The reply should contain all of the data below, word for word.

=== DATA SUPPLIED ===

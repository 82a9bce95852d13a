//! Output formatting for lint results.

use std::io::{self, Write};

use anyhow::Result;
use little_lint::{LintResult, Severity};

use crate::OutputFormat;

const RESET: &str = "\x1b[0m";

/// Prints lint results to stdout in the specified format.
pub fn print(result: &LintResult, format: OutputFormat, color: bool) -> Result<()> {
    let stdout = io::stdout();
    let mut out = stdout.lock();
    write(&mut out, result, format, color)?;
    out.flush()?;
    Ok(())
}

/// Writes lint results in the specified format.
pub fn write(
    out: &mut impl Write,
    result: &LintResult,
    format: OutputFormat,
    color: bool,
) -> Result<()> {
    match format {
        OutputFormat::Text => write_text(out, result, color)?,
        OutputFormat::Json => {
            serde_json::to_writer_pretty(&mut *out, result)?;
            writeln!(out)?;
        }
        OutputFormat::Compact => write_compact(out, result)?,
    }
    Ok(())
}

fn severity_color(severity: Severity) -> &'static str {
    match severity {
        Severity::Error => "\x1b[31m",
        Severity::Warning => "\x1b[33m",
        Severity::Advisory => "\x1b[36m",
    }
}

fn write_text(out: &mut impl Write, result: &LintResult, color: bool) -> io::Result<()> {
    let paint = |text: &str, code: &str| {
        if color {
            format!("{code}{text}{RESET}")
        } else {
            text.to_string()
        }
    };

    for (file, violation) in result.violations() {
        writeln!(
            out,
            "{}:{}: {} {}",
            file.path.display(),
            violation.line,
            violation.code(),
            violation.kind.name(),
        )?;
        let severity = violation.severity.to_string();
        writeln!(
            out,
            "  {}: {}",
            paint(&severity, severity_color(violation.severity)),
            violation.message
        )?;
        writeln!(out)?;
    }

    let (errors, warnings, advisories) = result.count_by_severity();
    let summary_color = if errors > 0 {
        severity_color(Severity::Error)
    } else if warnings > 0 {
        severity_color(Severity::Warning)
    } else {
        "\x1b[32m"
    };
    let summary = format!(
        "Found {} violation(s): {errors} error(s), {warnings} warning(s), \
         {advisories} advisory(ies) in {} file(s)",
        result.total(),
        result.files_checked
    );
    writeln!(out, "{}", paint(&summary, summary_color))
}

fn write_compact(out: &mut impl Write, result: &LintResult) -> io::Result<()> {
    for (file, violation) in result.violations() {
        writeln!(
            out,
            "{}:{}: {} [{}] {}",
            file.path.display(),
            violation.line,
            violation.severity,
            violation.code(),
            violation.message,
        )?;
    }
    Ok(())
}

===

- REPLY -
repository 82a9bce95852d13a
//! Output formatting for lint results.

use std::io::{self, Write};

use anyhow::Result;
use little_lint::{LintResult, Severity};

use crate::OutputFormat;

const RESET: &str = "\x1b[0m";

/// Prints lint results to stdout in the specified format.
pub fn print(result: &LintResult, format: OutputFormat, color: bool) -> Result<()> {
    let stdout = io::stdout();
    let mut out = stdout.lock();
    write(&mut out, result, format, color)?;
    out.flush()?;
    Ok(())
}

/// Writes lint results in the specified format.
pub fn write(
    out: &mut impl Write,
    result: &LintResult,
    format: OutputFormat,
    color: bool,
) -> Result<()> {
    match format {
        OutputFormat::Text => write_text(out, result, color)?,
        OutputFormat::Json => {
            serde_json::to_writer_pretty(&mut *out, result)?;
            writeln!(out)?;
        }
        OutputFormat::Compact => write_compact(out, result)?,
    }
    Ok(())
}

fn severity_color(severity: Severity) -> &'static str {
    match severity {
        Severity::Error => "\x1b[31m",
        Severity::Warning => "\x1b[33m",
        Severity::Advisory => "\x1b[36m",
    }
}

fn write_text(out: &mut impl Write, result: &LintResult, color: bool) -> io::Result<()> {
    let paint = |text: &str, code: &str| {
        if color {
            format!("{code}{text}{RESET}")
        } else {
            text.to_string()
        }
    };

    for (file, violation) in result.violations() {
        writeln!(
            out,
            "{}:{}: {} {}",
            file.path.display(),
            violation.line,
            violation.code(),
            violation.kind.name(),
        )?;
        let severity = violation.severity.to_string();
        writeln!(
            out,
            "  {}: {}",
            paint(&severity, severity_color(violation.severity)),
            violation.message
        )?;
        writeln!(out)?;
    }

    let (errors, warnings, advisories) = result.count_by_severity();
    let summary_color = if errors > 0 {
        severity_color(Severity::Error)
    } else if warnings > 0 {
        severity_color(Severity::Warning)
    } else {
        "\x1b[32m"
    };
    let summary = format!(
        "Found {} violation(s): {errors} error(s), {warnings} warning(s), \
         {advisories} advisory(ies) in {} file(s)",
        result.total(),
        result.files_checked
    );
    writeln!(out, "{}", paint(&summary, summary_color))
}

fn write_compact(out: &mut impl Write, result: &LintResult) -> io::Result<()> {
    for (file, violation) in result.violations() {
        writeln!(
            out,
            "{}:{}: {} [{}] {}",
            file.path.display(),
            violation.line,
            violation.severity,
            violation.code(),
            violation.message,
        )?;
    }
    Ok(())
}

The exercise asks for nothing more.